NovelToon NovelToon
Tentangga 365

Tentangga 365

Status: sedang berlangsung
Genre:Cinta Seiring Waktu / Romansa Fantasi / Bad Boy
Popularitas:1.1k
Nilai: 5
Nama Author: @Caramel_Machiato

Febian memiliki tetangga baru seorang wanita, awalnya Febian tidak tertarik sedikitpun kepada wanita itu hingga akhirnya semuanya pun berubah

Karya ini diterbitkan atas izin NovelToon @Caramel_Machiato, isi konten hanyalah pandangan pribadi pembuatnya, tidak mewakili NovelToon sendiri

BAB 13

" Gue suka sama lo, gue ga tau kapan perasaan itu ada. " Fabian kembali mengulangi ucapannya

" Gue mau nanya sesuatu Bian "

" Apa ? Lo mau nanya apa ? "

" Waktu itu gue ga sengaja denger temen lo ngomong kalau lo sering tidur sama cewek lain, bahkan yang gue denger katanya setelah lo dapetin apa yang lo mau lo bakal ninggalin cewe itu. "

" Temen gue ? Siapa ? "

" Gue ga tau siapanya, yang jelas dia ngomong kayak gitu.
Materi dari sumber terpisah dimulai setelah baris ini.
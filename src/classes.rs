//! Per-axis CSS class tokens for advanced layouts.
//!
//! Each visually classed axis maps to a single class of the form
//! `<prefix>-<token>`, e.g. `hero-split-left` or `btn-3d`. Basic descriptors
//! have no structural axes and produce an empty map.

use std::collections::BTreeMap;

use serde::{Deserialize, Serialize};

use crate::catalog::StyleOption;
use crate::dna::{AdvancedLayout, DesignDna};

/// The element a class token is applied to.
#[derive(Debug, Clone, Copy, PartialEq, Eq, Hash, PartialOrd, Ord, Serialize, Deserialize)]
#[cfg_attr(feature = "jsonschema", derive(schemars::JsonSchema))]
pub enum ClassSlot {
    #[serde(rename = "heroClass")]
    Hero,
    #[serde(rename = "cardContainerClass")]
    CardContainer,
    #[serde(rename = "navClass")]
    Nav,
    #[serde(rename = "footerClass")]
    Footer,
    #[serde(rename = "animationClass")]
    Animation,
    #[serde(rename = "backgroundClass")]
    Background,
    #[serde(rename = "buttonClass")]
    Button,
    #[serde(rename = "imageClass")]
    Image,
    #[serde(rename = "ctaClass")]
    Cta,
}

impl ClassSlot {
    pub const ALL: &'static [Self] = &[
        Self::Hero,
        Self::CardContainer,
        Self::Nav,
        Self::Footer,
        Self::Animation,
        Self::Background,
        Self::Button,
        Self::Image,
        Self::Cta,
    ];

    /// The class-name prefix for this slot.
    pub fn prefix(self) -> &'static str {
        match self {
            Self::Hero => "hero",
            Self::CardContainer => "cards",
            Self::Nav => "nav",
            Self::Footer => "footer",
            Self::Animation => "animate",
            Self::Background => "bg-pattern",
            Self::Button => "btn",
            Self::Image => "img",
            Self::Cta => "cta",
        }
    }

    /// The key used for this slot in serialized class maps.
    pub fn key(self) -> &'static str {
        match self {
            Self::Hero => "heroClass",
            Self::CardContainer => "cardContainerClass",
            Self::Nav => "navClass",
            Self::Footer => "footerClass",
            Self::Animation => "animationClass",
            Self::Background => "backgroundClass",
            Self::Button => "buttonClass",
            Self::Image => "imageClass",
            Self::Cta => "ctaClass",
        }
    }

    /// The selected token for this slot's axis.
    fn token(self, layout: &AdvancedLayout) -> &'static str {
        match self {
            Self::Hero => layout.hero_variant.as_str(),
            Self::CardContainer => layout.card_layout.as_str(),
            Self::Nav => layout.nav_style.as_str(),
            Self::Footer => layout.footer_style.as_str(),
            Self::Animation => layout.animation_style.as_str(),
            Self::Background => layout.background_pattern.as_str(),
            Self::Button => layout.button_style.as_str(),
            Self::Image => layout.image_style.as_str(),
            Self::Cta => layout.cta_placement.as_str(),
        }
    }
}

impl std::fmt::Display for ClassSlot {
    fn fmt(&self, f: &mut std::fmt::Formatter<'_>) -> std::fmt::Result {
        f.write_str(self.key())
    }
}

/// Class tokens keyed by slot, in a stable order.
pub type LayoutClasses = BTreeMap<ClassSlot, String>;

/// Builds the class token for every slot of an advanced layout.
pub fn classes_for_layout(layout: &AdvancedLayout) -> LayoutClasses {
    ClassSlot::ALL
        .iter()
        .map(|&slot| (slot, format!("{}-{}", slot.prefix(), slot.token(layout))))
        .collect()
}

/// Builds the class tokens for a descriptor; empty unless it is advanced.
pub fn layout_classes(dna: &DesignDna) -> LayoutClasses {
    dna.advanced_layout()
        .map(classes_for_layout)
        .unwrap_or_default()
}

#[cfg(test)]
mod tests {
    use super::*;
    use crate::dna::DesignMode;

    #[test]
    fn basic_mode_has_no_classes() {
        let dna = DesignDna::resolve("example.com", "free government phone", DesignMode::Basic);
        assert!(layout_classes(&dna).is_empty());
    }

    #[test]
    fn advanced_classes_by_hand() {
        let dna = DesignDna::resolve("example.com", "free government phone", DesignMode::Advanced);
        let classes = layout_classes(&dna);

        assert_eq!(classes.len(), 9);
        assert_eq!(classes[&ClassSlot::Hero], "hero-centered");
        assert_eq!(classes[&ClassSlot::CardContainer], "cards-carousel");
        assert_eq!(classes[&ClassSlot::Nav], "nav-floating");
        assert_eq!(classes[&ClassSlot::Footer], "footer-centered");
        assert_eq!(classes[&ClassSlot::Animation], "animate-subtle");
        assert_eq!(classes[&ClassSlot::Background], "bg-pattern-dots");
        assert_eq!(classes[&ClassSlot::Button], "btn-outline");
        assert_eq!(classes[&ClassSlot::Image], "img-rounded");
        assert_eq!(classes[&ClassSlot::Cta], "cta-sidebar");
    }

    #[test]
    fn multi_word_tokens_keep_hyphens() {
        let dna = DesignDna::resolve("example.com", "free government phone", DesignMode::Advanced);
        let mut layout = *dna.advanced_layout().unwrap();
        layout.button_style = crate::catalog::ButtonStyle::ThreeD;
        layout.background_pattern = crate::catalog::BackgroundPattern::GradientMesh;

        let classes = classes_for_layout(&layout);
        assert_eq!(classes[&ClassSlot::Button], "btn-3d");
        assert_eq!(classes[&ClassSlot::Background], "bg-pattern-gradient-mesh");
    }

    #[test]
    fn serializes_with_slot_keys() {
        let dna = DesignDna::resolve("example.com", "free government phone", DesignMode::Advanced);
        let json = serde_json::to_value(layout_classes(&dna)).unwrap();

        assert_eq!(json["heroClass"], "hero-centered");
        assert_eq!(json["cardContainerClass"], "cards-carousel");
        assert_eq!(json["ctaClass"], "cta-sidebar");
        for slot in ClassSlot::ALL {
            assert!(json.get(slot.key()).is_some(), "missing {slot}");
        }
    }
}
// ============================================================================
// Content
// ============================================================================

/// Copy overrides for the homepage.
#[derive(Debug, Clone, PartialEq, Eq, Default, Serialize, Deserialize)]
#[cfg_attr(feature = "jsonschema", derive(schemars::JsonSchema))]
pub struct HomepageContent {
    #[serde(default, skip_serializing_if = "Option::is_none")]
    pub h1: Option<String>,
    #[serde(default, skip_serializing_if = "Option::is_none")]
    pub description: Option<String>,
}

/// Site copy overrides, keyed by page.
#[derive(Debug, Clone, PartialEq, Eq, Default, Serialize, Deserialize)]
#[cfg_attr(feature = "jsonschema", derive(schemars::JsonSchema))]
pub struct ContentConfig {
    #[serde(default, skip_serializing_if = "Option::is_none")]
    pub homepage: Option<HomepageContent>,
}

// ============================================================================
// SiteConfig
// ============================================================================

/// The build-time record for one deployed site.
///
/// Missing or empty fields take the default record's value, so `{}` is a
/// valid configuration for `example.com`.
#[derive(Debug, Clone, PartialEq, Eq, Serialize, Deserialize)]
#[serde(default, rename_all = "camelCase")]
#[cfg_attr(feature = "jsonschema", derive(schemars::JsonSchema))]
pub struct SiteConfig {
    pub domain: String,
    pub site_name: String,
    /// Display form of the target keyword; also a hash input.
    pub keyword: String,
    /// Slug used to pick content variations, e.g. `free-government-phone`.
    pub keyword_id: String,
    pub keyword_label: String,
    pub owner_email: String,
    #[serde(deserialize_with = "blank_as_default")]
    pub design_style: DesignMode,
    /// Stored override applied on top of the resolved design.
    #[serde(rename = "designDNA", alias = "designDna", skip_serializing_if = "Option::is_none")]
    pub design_dna: Option<DesignOverride>,
    #[serde(skip_serializing_if = "Option::is_none")]
    pub content: Option<ContentConfig>,
    #[serde(deserialize_with = "blank_as_default")]
    pub environment: Environment,
    #[serde(skip_serializing_if = "Option::is_none")]
    pub created_at: Option<String>,
    pub version: String,
}
//! HTTP client for the chat backend

use async_stream::stream;
use futures::StreamExt;
use serde::Deserialize;

use crate::{
    error::{Error, Result},
    stream::{StreamEvent, StreamEventStream, decode_frame, drain_lines},
    types::{ChatRequest, ChatResponse, ModelCatalog, Profile, SessionHistory, SessionRecord},
};

/// Text shown in place of a response when the transport fails mid-stream
pub const TRANSPORT_FAILURE_TEXT: &str = "Failed to get response from AI. Please try again.";

/// Error payload the backend attaches to failed requests
#[derive(Debug, Deserialize)]
struct ErrorBody {
    error: String,
}

/// Client for the chat backend
pub struct BackendClient {
    client: reqwest::Client,
    base_url: String,
    auth_token: Option<String>,
}

impl BackendClient {
    /// Create a new client against the given base URL
    pub fn new(base_url: impl Into<String>) -> Self {
        Self {
            client: reqwest::Client::new(),
            base_url: base_url.into().trim_end_matches('/').to_string(),
            auth_token: None,
        }
    }

    /// Attach a bearer token to every request
    pub fn with_auth_token(mut self, token: impl Into<String>) -> Self {
        self.auth_token = Some(token.into());
        self
    }

    fn url(&self, path: &str) -> String {
        format!("{}{}", self.base_url, path)
    }

    fn authorized(&self, builder: reqwest::RequestBuilder) -> reqwest::RequestBuilder {
        match &self.auth_token {
            Some(token) => builder.bearer_auth(token),
            None => builder,
        }
    }

    /// Map a failed response to an Error, surfacing the distinguished
    /// limit-reached condition on HTTP 403.
    async fn check(response: reqwest::Response) -> Result<reqwest::Response> {
        let status = response.status();
        if status.is_success() {
            return Ok(response);
        }

        let code = status.as_u16();
        let text = response.text().await.unwrap_or_default();

        if code == 403 {
            if let Ok(body) = serde_json::from_str::<ChatResponse>(&text) {
                if body.limit_reached {
                    return Err(Error::LimitReached {
                        message: body
                            .error
                            .unwrap_or_else(|| "Message limit reached".to_string()),
                    });
                }
            }
        }

        let message = serde_json::from_str::<ErrorBody>(&text)
            .map(|body| body.error)
            .unwrap_or(text);
        Err(Error::api(code, message))
    }

    /// `GET /models`
    pub async fn list_models(&self) -> Result<ModelCatalog> {
        let response = self
            .authorized(self.client.get(self.url("/models")))
            .send()
            .await?;
        Ok(Self::check(response).await?.json().await?)
    }

    /// `POST /chat` — one full (non-streamed) generation
    pub async fn chat(&self, request: &ChatRequest) -> Result<ChatResponse> {
        let response = self
            .authorized(self.client.post(self.url("/chat")))
            .multipart(request.to_form())
            .send()
            .await?;
        Ok(Self::check(response).await?.json().await?)
    }

    /// `POST /chat/stream` — decoded event stream for one generation.
    ///
    /// The stream ends after the first terminal event or when the backend
    /// closes the connection. A transport failure mid-stream is folded into
    /// a terminal `Error` event carrying the generic retry message; the
    /// cause is logged, never rendered.
    pub async fn chat_stream(&self, request: &ChatRequest) -> Result<StreamEventStream> {
        let response = self
            .authorized(self.client.post(self.url("/chat/stream")))
            .multipart(request.to_form())
            .send()
            .await?;
        let response = Self::check(response).await?;
        let mut body = response.bytes_stream();

        Ok(Box::pin(stream! {
            let mut buffer: Vec<u8> = Vec::new();
            loop {
                match body.next().await {
                    Some(Ok(bytes)) => {
                        buffer.extend_from_slice(&bytes);
                        for line in drain_lines(&mut buffer) {
                            if let Some(event) = decode_frame(&line) {
                                let terminal = event.is_terminal();
                                yield event;
                                if terminal {
                                    return;
                                }
                            }
                        }
                    }
                    Some(Err(e)) => {
                        tracing::warn!("stream transport failed: {}", e);
                        yield StreamEvent::Error {
                            message: TRANSPORT_FAILURE_TEXT.to_string(),
                            limit_reached: false,
                        };
                        return;
                    }
                    None => {
                        // Connection closed; flush a final unterminated line.
                        let tail = String::from_utf8_lossy(&buffer);
                        if let Some(event) = decode_frame(tail.trim_end()) {
                            yield event;
                        }
                        return;
                    }
                }
            }
        }))
    }

    /// `POST /chat/history` — all stored sessions for the caller
    pub async fn history(&self) -> Result<Vec<SessionRecord>> {
        let response = self
            .authorized(self.client.post(self.url("/chat/history")))
            .json(&serde_json::json!({ "session_ids": [] }))
            .send()
            .await?;
        Ok(Self::check(response).await?.json().await?)
    }

    /// `GET /chat/:id` — full message history of one session
    pub async fn session(&self, id: &str) -> Result<SessionHistory> {
        let response = self
            .authorized(self.client.get(self.url(&format!("/chat/{}", id))))
            .send()
            .await?;
        Ok(Self::check(response).await?.json().await?)
    }

    /// `DELETE /chat/delete/:id`
    pub async fn delete_session(&self, id: &str) -> Result<()> {
        let response = self
            .authorized(
                self.client
                    .delete(self.url(&format!("/chat/delete/{}", id))),
            )
            .send()
            .await?;
        Self::check(response).await?;
        Ok(())
    }

    /// `POST /chat/rename`
    pub async fn rename_session(&self, id: &str, new_name: &str) -> Result<()> {
        let response = self
            .authorized(self.client.post(self.url("/chat/rename")))
            .json(&serde_json::json!({ "session_id": id, "new_name": new_name }))
            .send()
            .await?;
        Self::check(response).await?;
        Ok(())
    }

    /// `POST /clear` — wipe a session's messages, keeping the session
    pub async fn clear_session(&self, id: &str) -> Result<()> {
        let response = self
            .authorized(self.client.post(self.url("/clear")))
            .json(&serde_json::json!({ "session_id": id }))
            .send()
            .await?;
        Self::check(response).await?;
        Ok(())
    }

    /// `GET /api/profile`
    pub async fn profile(&self) -> Result<Profile> {
        let response = self
            .authorized(self.client.get(self.url("/api/profile")))
            .send()
            .await?;
        Ok(Self::check(response).await?.json().await?)
    }

    /// `PUT /api/profile`
    pub async fn update_profile(&self, profile: &Profile) -> Result<()> {
        let response = self
            .authorized(self.client.put(self.url("/api/profile")))
            .json(profile)
            .send()
            .await?;
        Self::check(response).await?;
        Ok(())
    }
}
Katanya Bian itu blablabla "

" Bian ? tunggu lo kayaknya salah paham Dil "

" Salah paham gimana sih Bian ? "

" Yang mereka maksud itu bukan Bian gue, tapi Biantara. Dan yaa emang ada di tongkrongan gue, gue berani sumpah Dila. Ini gue ada nomornya, kalau lo ga percaya gue telpon sekarang " ucap Fabian sambil mengeluarkan ponselnya

" Engga engga, engga usah Bian. "

" Berarti selama ini lo salah paham sama gue Dil ? "

Nadila hanya diam, sedangkan Fabian ia justru tertawa.

" Makanya lain kali tuh nanya dulu Dil biar ga salah paham gini, pake pura pura punya pacar lagi "

" Ya yaudah sih Bian "

" Gue minta maaf Dil, kemarin saat ada mantan lo gue malah cuekin lo "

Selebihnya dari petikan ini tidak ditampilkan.